Historic house in Maine, United States

The Cushing and Hannah Prince House is a historic house at 189 Greely Road in Yarmouth, Maine. Built in 1785 and substantially remodeled about 1830, it is a fine local example of a rural Federal period farmhouse with Greek Revival features. It was listed on the National Register of Historic Places in 1999.
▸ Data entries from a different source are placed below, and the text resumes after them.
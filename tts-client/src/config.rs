/// Settings shared by every engine adapter.
///
/// Fields that only one engine understands are ignored by the other:
/// speaking rate and pitch go to Cloud TTS, the style instruction to Gemini.
#[derive(Debug, Clone, PartialEq)]
pub struct EngineSettings {
    /// Cloud TTS API key (falls back to `GOOGLE_API_KEY`)
    pub google_api_key: Option<String>,

    /// Gemini API key (falls back to `GEMINI_API_KEY`)
    pub gemini_api_key: Option<String>,

    /// BCP-47 language code sent with Cloud TTS voices
    pub language_code: String,

    /// Speaking rate (0.25-4.0)
    pub speaking_rate: f32,

    /// Pitch in semitones (-20.0-20.0)
    pub pitch: f32,

    /// Output sample rate requested from Cloud TTS
    pub sample_rate_hertz: u32,

    /// Style or mood instruction prefixed to Gemini input
    pub style: Option<String>,

    /// Custom Cloud TTS endpoint
    pub cloud_endpoint: Option<String>,

    /// Custom Gemini models base URL
    pub gemini_base_url: Option<String>,
}

impl Default for EngineSettings {
    fn default() -> Self {
        Self {
            google_api_key: None,
            gemini_api_key: None,
            language_code: "en-US".to_string(),
            speaking_rate: 0.95,
            pitch: -2.0,
            sample_rate_hertz: 24_000,
            style: None,
            cloud_endpoint: None,
            gemini_base_url: None,
        }
    }
}

impl EngineSettings {
    /// Set the speaking rate, clamped to what Cloud TTS accepts.
    pub fn with_speaking_rate(mut self, rate: f32) -> Self {
        self.speaking_rate = rate.clamp(0.25, 4.0);
        self
    }

    /// Set the pitch, clamped to what Cloud TTS accepts.
    pub fn with_pitch(mut self, pitch: f32) -> Self {
        self.pitch = pitch.clamp(-20.0, 20.0);
        self
    }

    /// Set the style instruction. Blank strings clear it.
    pub fn with_style(mut self, style: Option<String>) -> Self {
        self.style = style.filter(|s| !s.trim().is_empty());
        self
    }
}
//! WAV handling: chunk walking, header inspection and segment stitching.

pub mod riff;
pub mod stitch;
pub mod wav;

pub use stitch::stitch;
pub use wav::inspect;
//! One narration job: text in, single WAV out.
//!
//! `prepare_job` does every check that can fail without touching the network,
//! so bad input is rejected before the first request is sent. `run_job` then
//! synthesizes the prepared units and stitches the results.

use anyhow::{Context, Result};
use log::{debug, info};
use thiserror::Error;
use tts_client::{InputFormat, Pacing, ProgressFn, SpeechEngine};

use crate::audio;
use crate::text::chunker::SSML_OVERHEAD;
use crate::text::{TextChunker, build_ssml, normalize_markdown, prepare_plain_text};

pub const DEFAULT_MAX_CHUNKS: usize = 200;
pub const DEFAULT_MAX_TEXT_CHARS: usize = 500_000;

/// Problems with the submitted text. These are safe to show to the user.
#[derive(Debug, Error, PartialEq, Eq)]
pub enum InputError {
    #[error("Text is empty")]
    Empty,

    #[error("Text too long ({chars} characters). Maximum is {max}.")]
    TooLong { chars: usize, max: usize },

    #[error("No readable text found after processing")]
    NothingReadable,

    #[error("Text produced no chunks to synthesize")]
    NoChunks,

    #[error("Text needs {chunks} requests. Maximum is {max} per job.")]
    TooManyChunks { chunks: usize, max: usize },

    #[error("A passage renders to {bytes} bytes of speech markup and cannot be split below the {max}-byte request limit")]
    UnitTooLarge { bytes: usize, max: usize },
}

/// Size limits for a single job.
#[derive(Debug, Clone, Copy, PartialEq, Eq)]
pub struct JobLimits {
    pub max_bytes_per_request: usize,
    pub max_chunks: usize,
    pub max_text_chars: usize,
}

impl Default for JobLimits {
    fn default() -> Self {
        Self {
            max_bytes_per_request: crate::text::chunker::DEFAULT_MAX_BYTES,
            max_chunks: DEFAULT_MAX_CHUNKS,
            max_text_chars: DEFAULT_MAX_TEXT_CHARS,
        }
    }
}

/// Text that passed every check, rendered for one engine.
#[derive(Debug, Clone, PartialEq, Eq)]
pub struct PreparedJob {
    /// Chunks with structural markers, as produced by the chunker
    pub chunks: Vec<String>,
    /// What is actually sent, one request per unit
    pub units: Vec<String>,
}

#[derive(Debug)]
pub struct JobOutput {
    /// One complete WAV file
    pub audio: Vec<u8>,
    pub duration_secs: f64,
    pub segments: usize,
}

/// Normalize, chunk and render `text` for an engine taking `format`.
pub fn prepare_job(text: &str, limits: &JobLimits, format: InputFormat) -> Result<PreparedJob> {
    if text.trim().is_empty() {
        return Err(InputError::Empty.into());
    }

    let chars = text.chars().count();
    if chars > limits.max_text_chars {
        return Err(InputError::TooLong {
            chars,
            max: limits.max_text_chars,
        }
        .into());
    }

    let normalized = normalize_markdown(text);
    if normalized.is_empty() {
        return Err(InputError::NothingReadable.into());
    }
    debug!(
        "Normalized {} input characters to {} bytes",
        chars,
        normalized.len()
    );

    let chunker = TextChunker::new(limits.max_bytes_per_request)?;
    let mut chunks = chunker.chunk(&normalized);

    let units: Vec<String> = match format {
        InputFormat::Ssml => {
            let mut fitted = Vec::with_capacity(chunks.len());
            let mut units = Vec::with_capacity(chunks.len());
            for chunk in chunks {
                fit_ssml(chunk, limits.max_bytes_per_request, &mut fitted, &mut units)?;
            }
            chunks = fitted;
            units
        }
        // A chunk holding only a marker has nothing to say in plain text
        InputFormat::PlainText => chunks
            .iter()
            .map(|c| prepare_plain_text(c))
            .filter(|u| !u.is_empty())
            .collect(),
    };

    if chunks.is_empty() || units.is_empty() {
        return Err(InputError::NoChunks.into());
    }
    if chunks.len() > limits.max_chunks {
        return Err(InputError::TooManyChunks {
            chunks: chunks.len(),
            max: limits.max_chunks,
        }
        .into());
    }

    info!(
        "Prepared {} units (budget {} bytes per request)",
        units.len(),
        chunker.effective_max()
    );
    Ok(PreparedJob { chunks, units })
}

/// Render `chunk` as SSML, re-chunking it with a tighter budget while the
/// escaped markup is larger than `max_bytes`.
///
/// Each pass works on strictly shorter text, so this ends either with units
/// that fit or with a budget below the chunker's floor.
fn fit_ssml(
    chunk: String,
    max_bytes: usize,
    chunks: &mut Vec<String>,
    units: &mut Vec<String>,
) -> Result<()> {
    let unit = build_ssml(&chunk);
    if unit.len() <= max_bytes {
        chunks.push(chunk);
        units.push(unit);
        return Ok(());
    }

    let budget = chunk.len() * max_bytes / unit.len();
    debug!(
        "SSML unit is {} bytes for a {}-byte chunk, re-chunking at {} bytes",
        unit.len(),
        chunk.len(),
        budget
    );
    let chunker =
        TextChunker::new(budget + SSML_OVERHEAD).map_err(|_| InputError::UnitTooLarge {
            bytes: unit.len(),
            max: max_bytes,
        })?;

    for piece in chunker.chunk(&chunk) {
        fit_ssml(piece, max_bytes, chunks, units)?;
    }
    Ok(())
}

/// Synthesize every unit in order and stitch the segments into one WAV.
///
/// Nothing partial is returned: any unit that still fails after its retry
/// fails the job.
pub async fn run_job(
    engine: &dyn SpeechEngine,
    job: &PreparedJob,
    pacing: &Pacing,
    on_progress: &mut ProgressFn<'_>,
) -> Result<JobOutput> {
    let segments = engine
        .synthesize_all(&job.units, pacing, on_progress)
        .await
        .with_context(|| format!("{} synthesis failed", engine.name()))?;

    let count = segments.len();
    let audio = audio::stitch(segments).context("Failed to combine audio segments")?;

    // Duration is informational only
    let duration_secs = audio::inspect(&audio)
        .map(|info| info.duration_secs())
        .unwrap_or(0.0);

    Ok(JobOutput {
        audio,
        duration_secs,
        segments: count,
    })
}
//! Text processing for narration: markdown normalization, chunking, and SSML.

pub mod chunker;
pub mod markdown;
pub mod ssml;

pub use chunker::TextChunker;
pub use markdown::normalize_markdown;
pub use ssml::{build_ssml, prepare_plain_text};

use once_cell::sync::Lazy;
use regex::Regex;

/// Deepest heading level that gets its own pause length.
pub const MAX_SECTION_LEVEL: u8 = 3;

/// Matches any structural marker, e.g. `[SECTION_BREAK_2]`.
static SECTION_BREAK: Lazy<Regex> =
    Lazy::new(|| Regex::new(r"\[SECTION_BREAK_\d\]").expect("section break pattern is valid"));

static EXTRA_BLANK_LINES: Lazy<Regex> =
    Lazy::new(|| Regex::new(r"\n{3,}").expect("blank line pattern is valid"));

/// The structural marker for a heading or rule at `level`.
///
/// Levels past [`MAX_SECTION_LEVEL`] share the level 3 marker.
pub fn section_break(level: u8) -> String {
    format!("[SECTION_BREAK_{}]", level.clamp(1, MAX_SECTION_LEVEL))
}

/// Collapse runs of three or more newlines into a single blank line.
fn collapse_blank_lines(text: &str) -> String {
    EXTRA_BLANK_LINES.replace_all(text, "\n\n").into_owned()
}

#[cfg(test)]
mod tests {
    use super::*;

    #[test]
    fn test_section_break_levels() {
        assert_eq!(section_break(1), "[SECTION_BREAK_1]");
        assert_eq!(section_break(3), "[SECTION_BREAK_3]");
        assert_eq!(section_break(6), "[SECTION_BREAK_3]");
        assert_eq!(section_break(0), "[SECTION_BREAK_1]");
    }

    #[test]
    fn test_collapse_blank_lines() {
        assert_eq!(collapse_blank_lines("a\n\n\n\nb\nc"), "a\n\nb\nc");
        assert_eq!(collapse_blank_lines("a\n\nb"), "a\n\nb");
    }
}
==Description and history==
The Prince House stands in far western Yarmouth, on the northeast side of Greely Road, just north of Maxfield Brook. It is a 2 1/2-story wood-frame structure, with a side-gable roof, central chimney, clapboard siding, and a granite block foundation. A long single-story ell extends to the rear. The main facade is five bays wide, with a central entrance that is framed by sidelight windows and pilasters, with an elliptical fanlight above. The southeast side has a secondary entrance which features sidelight windows and a Federal period entablature. The interior follows a typical early Federal period central chimney plan, with the main stairway in front of the chimney, with the parlor to the left, dining room to the right, and a now-modernized kitchen extending across the rear. A second staircase is located next to the side entrance. Woodwork on the interior is a mix of Greek Revival and Federal styles, with a particularly fine fireplace mantel surround in the parlor.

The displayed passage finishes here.